Ohne Vorspann knallt das Drama mitten rein ins Geschehen: Thierry ist wütend, und er läßt es raus. Dem mittelalten Langzeitarbeitslosen wurde vom Amt eine vollkommen sinnlose Umschulung aufgebrummt, daß nie eine Chance auf Übernahme bestand, stellt sich jetzt heraus. Wieder Zeit verloren, wenige Monate verbleiben, dann muß Thierry von 500 Euro leben.
Verzweiflung galoppiert heran, die Gattin steht zwar ihrem Mann bei, zum Glück, aber es fehlt an Geld. Die beflissene Bankangestellte genehmigt einen Kredit, und weil wir grade dabei sind, käme eine Todesfallversicherung doch ebenfalls gelegen, nicht wahr? Wäre schon schade, wenn Thierry finanziell total ungebremst einfach in die Grube fährt.
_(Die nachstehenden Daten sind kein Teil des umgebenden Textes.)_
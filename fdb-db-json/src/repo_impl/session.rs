use fdb_core::repositories::{Error as RepoError, SessionRepo};

use super::*;

type Result<T> = std::result::Result<T, RepoError>;

impl<S: Slots> SessionRepo for JsonDb<S> {
    fn current_user(&self) -> Result<Option<User>> {
        match self.slots.load::<json::User>(CURRENT_USER_KEY) {
            Ok(user) => Ok(user.map(User::from)),
            Err(RepoError::CorruptState(err)) => {
                log::warn!("Ignoring malformed session: {err}");
                Ok(None)
            }
            Err(err) => Err(err),
        }
    }

    fn set_current_user(&self, user: &User) -> Result<()> {
        self.slots
            .save(CURRENT_USER_KEY, &json::User::from(user.clone()))
    }

    fn clear_current_user(&self) -> Result<()> {
        self.slots.remove(CURRENT_USER_KEY)
    }
}
use std::collections::HashMap;

use parking_lot::RwLock;

use super::*;

/// Volatile slots, e.g. for tests or a throwaway session.
#[derive(Debug, Default)]
pub struct InMemorySlots {
    slots: RwLock<HashMap<String, String>>,
}

impl InMemorySlots {
    pub fn new() -> Self {
        Self::default()
    }

    /// The raw JSON content of a slot.
    pub fn get_raw(&self, key: &str) -> Option<String> {
        self.slots.read().get(key).cloned()
    }

    /// Overwrites a slot with arbitrary content, bypassing serialization.
    pub fn put_raw(&self, key: &str, json: impl Into<String>) {
        self.slots.write().insert(key.to_owned(), json.into());
    }
}

impl Slots for InMemorySlots {
    fn load<T: DeserializeOwned>(&self, key: &str) -> Result<Option<T>> {
        let slots = self.slots.read();
        let Some(json) = slots.get(key) else {
            return Ok(None);
        };
        serde_json::from_str(json)
            .map(Some)
            .map_err(|err| RepoError::CorruptState(format!("{key}: {err}")))
    }

    fn save<T: Serialize + DeserializeOwned>(&self, key: &str, value: &T) -> Result<()> {
        let json = serde_json::to_string(value).map_err(anyhow::Error::from)?;
        self.slots.write().insert(key.to_owned(), json);
        Ok(())
    }

    fn remove(&self, key: &str) -> Result<()> {
        self.slots.write().remove(key);
        Ok(())
    }
}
Aber plötzlich glimmt ein Hoffnungsflämmchen: Der Konsumtempel nicht weit entfernt sucht Security-Verstärkung – fortan sitzt Thierry hinter unzähligen Überwachungskameras, verfolgt den ganzen Tag potentielle Ladendiebe, stellt räuberische Rentner, die mal ordentliches (sprich: für sie unbezahlbares) Fleisch essen wollen, an den Pranger und deckt einen internen Skandal auf; Kassiererinnen erschleichen sich Treuepunkte und Rabatte. Die Konsequenzen sind furchtbar ...
Aus formaler Sicht mag theoretisch Irritation herrschen, weil endlos lange Szenen, quasi nur bei Schauplatzwechseln gesetzte Schnitte sowie jede Spielerei ablehnende Kameraführung gängige Vorstellungen des „Filmischen“ unterwandern, parallel den Mimen – an vorderster Front Vincent Lindon als Thierry, eine in Cannes prämierte Darstellung – höchste Konzentration abverlangen. Alles verbunden entfaltet sich praktisch allerdings höchster Realismus, dessen enorme Sogwirkung geradewegs ins Geschehen reißt, während Regisseur Stéphane Brizé erbarmungslos den Kloß im Zuschauermagen vergrößert. Egal, ob Thierry nun ein demütigendes Bewerbungsgespräch per Skype führt, ihn anschließend auf Allwissenheitswegen schreitende Personaler faktisch zerpflücken, oder der aus Not erfolgende Verkauf des erinnerungsreichen Strandhauses zur erniedrigenden Feilscherei ausartet: Hier kämpft ein Mann um den letzten Rest Würde, welchen ihm das System noch ließ. Und verrät sie nach der Wiedereingliederung gezwungenermaßen selbst. Wegen ein paar Treuepunkten.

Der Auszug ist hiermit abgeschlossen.